Neuhauser et al. (2026) Seasonal hazard-vulnerability patterns between drought and wildfire in New Caledonia derived from remote sensing products
Identification
- Journal: International Journal of Applied Earth Observation and Geoinformation
- Year: 2026
- Date: 2026-02-01
- Authors: Mathis Neuhauser, Alexandre Peltier, Thomas Ibanez, Marc Despinoy, Michel Le Page
- DOI: 10.1016/j.jag.2026.105159
Research Groups
- ESPACE-DEV, University of New Caledonia, University of Montpellier, University of Antilles, University of Guyane, University of Réunion, IRD, Nouméa, New Caledonia, France
- METEO-FRANCE, Nouméa, New Caledonia, France
- AMAP, University of Montpellier, CIRAD, CNRS, INRAE, IRD, Nouméa, New Caledonia, France
- CESBIO, University of Toulouse, CNES/CNRS/INRAE/IRD/UPS, Toulouse, France
Short Summary
This study analyzed seasonal and directional temporal relationships between vegetation drought and wildfire activity in New Caledonia using remote sensing and in-situ data from 2000-2024, revealing distinct seasonal patterns where vegetation stress precedes fires in the early dry season, and fires are followed by altered vegetation conditions later.
Objective
- To analyze the seasonal and directional temporal relationships between vegetation drought and wildfire activity in New Caledonia, specifically investigating the influence of vegetation condition on fire hazard and post-fire feedback effects on vegetation drought across different seasons and regions.
Study Configuration
- Spatial Scale: New Caledonia archipelago (Grande-Terre, Belep Islands, Loyalty Islands, Ile des Pins), aggregated at the municipal level (33 municipalities).

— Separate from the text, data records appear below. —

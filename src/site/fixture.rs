//! Static HTML pages standing in for the live site in tests.
//!
//! Each page is a fragment like:
//!
//! ```html
//! <ul>
//!   <li class="card"><p>Jun 5, 2024</p><h3>Title</h3><img src="https://cdn.test/a.jpg"></li>
//! </ul>
//! <a class="next">Next</a>
//! ```
//!
//! Card text is the text of each `p`/`h3` in the card joined by newlines, the
//! way a browser renders block elements. A missing or `aria-disabled="true"`
//! `a.next` ends pagination.

use super::{PageError, SearchPage};
use scraper::{Html, Selector};
use std::cell::Cell;

#[derive(Debug, Clone)]
struct FixtureCard {
    text: String,
    image: Option<String>,
}

#[derive(Debug, Clone)]
struct FixturePage {
    cards: Vec<FixtureCard>,
    has_next: bool,
}

#[derive(Debug)]
pub struct FixtureSite {
    pages: Vec<FixturePage>,
    current: Cell<usize>,
    /// Image reads still to come back empty, emulating lazy rendering.
    blank_image_reads: Cell<u32>,
    /// Image reads still to fail outright, emulating a lost element.
    failing_image_reads: Cell<u32>,
    pub page_loads: Cell<u32>,
    pub next_clicks: Cell<u32>,
    pub image_reads: Cell<u32>,
}

impl FixtureSite {
    pub fn from_html(pages: &[&str]) -> Self {
        let card_sel = Selector::parse("li.card").unwrap();
        let line_sel = Selector::parse("p, h3").unwrap();
        let img_sel = Selector::parse("img").unwrap();
        let next_sel = Selector::parse("a.next").unwrap();

        let pages = pages
            .iter()
            .map(|html| {
                let document = Html::parse_fragment(html);
                let cards = document
                    .select(&card_sel)
                    .map(|card| FixtureCard {
                        text: card
                            .select(&line_sel)
                            .map(|line| line.text().collect::<String>().trim().to_string())
                            .collect::<Vec<_>>()
                            .join("\n"),
                        image: card
                            .select(&img_sel)
                            .next()
                            .and_then(|img| img.value().attr("src"))
                            .map(String::from),
                    })
                    .collect();
                let has_next = document
                    .select(&next_sel)
                    .next()
                    .is_some_and(|a| a.value().attr("aria-disabled") != Some("true"));
                FixturePage { cards, has_next }
            })
            .collect();

        Self {
            pages,
            current: Cell::new(0),
            blank_image_reads: Cell::new(0),
            failing_image_reads: Cell::new(0),
            page_loads: Cell::new(0),
            next_clicks: Cell::new(0),
            image_reads: Cell::new(0),
        }
    }

    /// Make the next `n` image reads return an empty `src`.
    pub fn with_blank_image_reads(self, n: u32) -> Self {
        self.blank_image_reads.set(n);
        self
    }

    /// Make the next `n` image reads fail with [`PageError::MissingElement`].
    pub fn with_failing_image_reads(self, n: u32) -> Self {
        self.failing_image_reads.set(n);
        self
    }

    fn page(&self) -> &FixturePage {
        &self.pages[self.current.get()]
    }
}

impl SearchPage for FixtureSite {
    type Card = usize;

    async fn cards(&self) -> Result<Vec<usize>, PageError> {
        self.page_loads.set(self.page_loads.get() + 1);
        Ok((0..self.page().cards.len()).collect())
    }

    async fn card_text(&self, card: &usize) -> Result<String, PageError> {
        Ok(self.page().cards[*card].text.clone())
    }

    async fn image_src(&self, card: &usize) -> Result<Option<String>, PageError> {
        self.image_reads.set(self.image_reads.get() + 1);
        let failing = self.failing_image_reads.get();
        if failing > 0 {
            self.failing_image_reads.set(failing - 1);
            return Err(PageError::MissingElement("img".into()));
        }
        let blank = self.blank_image_reads.get();
        if blank > 0 {
            self.blank_image_reads.set(blank - 1);
            return Ok(Some(String::new()));
        }
        Ok(self.page().cards[*card].image.clone())
    }

    async fn has_next_page(&self) -> Result<bool, PageError> {
        Ok(self.page().has_next)
    }

    async fn next_page(&self) -> Result<(), PageError> {
        if !self.page().has_next {
            return Err(PageError::MissingElement("a.next".into()));
        }
        self.next_clicks.set(self.next_clicks.get() + 1);
        self.current.set(self.current.get() + 1);
        Ok(())
    }
}
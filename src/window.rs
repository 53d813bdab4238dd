//! Lookback window computation.

use chrono::{Months, NaiveDate};
use thiserror::Error;

#[derive(Debug, Clone, PartialEq, Eq, Error)]
pub enum WindowError {
    #[error("months must be non-negative, got {0}")]
    InvalidArgument(i64),
    #[error("{months} months before {today} is out of the supported date range")]
    OutOfRange { today: NaiveDate, months: i64 },
}

/// Earliest publication date, inclusive, that is still inside the window.
///
/// Months are subtracted on the calendar, not as 30-day blocks: the day of
/// month is kept when the target month has it and clamped to that month's
/// last day otherwise (`2024-03-31` minus one month is `2024-02-29`).
/// `months == 0` returns `today` unchanged.
pub fn cutoff(today: NaiveDate, months: i64) -> Result<NaiveDate, WindowError> {
    if months < 0 {
        return Err(WindowError::InvalidArgument(months));
    }
    u32::try_from(months)
        .ok()
        .and_then(|m| today.checked_sub_months(Months::new(m)))
        .ok_or(WindowError::OutOfRange { today, months })
}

- Temporal Scale: 2000–2024 (25 years), with data aggregated at monthly resolution. Specific analyses covered 2000–2021 for drought-only and 2012–2024 for VIIRS-based fire products.
Methodology and Data
- Models used: Lagged Pearson correlation analysis, Seasonal correlation analysis, Directional interaction analysis (using a signed cyclic lag Δm), Kernel Density Estimation (KDE).
- Data sources:
- Meteorological drought: 3-month Standardized Precipitation Index (SPI-3) derived from daily precipitation records from 52 in-situ weather stations (Meteo-France New Caledonia, 1950–present).
- Vegetation surface conditions:
- MODIS (since 2000): Normalized Difference Vegetation Index (NDVI), Enhanced Vegetation Index (EVI), Normalized Difference Water Index (NDWI), Land Surface Temperature (LST).
- ASCAT (since 2007): Soil Water Index (SWI).
- Derived indices: Vegetation Condition Index (VCI), Temperature Condition Index (TCI), Vegetation Health Index (VHI = αVCI + (1 −α)TCI), Vegetation Anomaly Index (VAI), Temperature Anomaly Index (TAI), Moisture Anomaly Index (MAI). The Vegetation Health Index (VHI) derived from NDWI and LST was primarily used for drought-fire interactions.
- Wildfire activity: Burned areas Anomaly Index (BAI) derived from daily burned-area detections (thermal anomalies/hotspots) from MODIS (since 2000) and VIIRS (since 2012) (NASA/FIRMS service), spatially aggregated by the Environment Observatory in New Caledonia (OEIL).
Main Results
- Robust and spatially coherent correlations were found between vegetation drought (VHI) and burned area extent (BAI) across New Caledonia.
- Meteorological drought (SPI-3) showed strong correlations with surface drought indicators (VHI, MAI) on the west coast (savannas, dry forests, farmland), but weaker correlations on the north-eastern coast (rainforest).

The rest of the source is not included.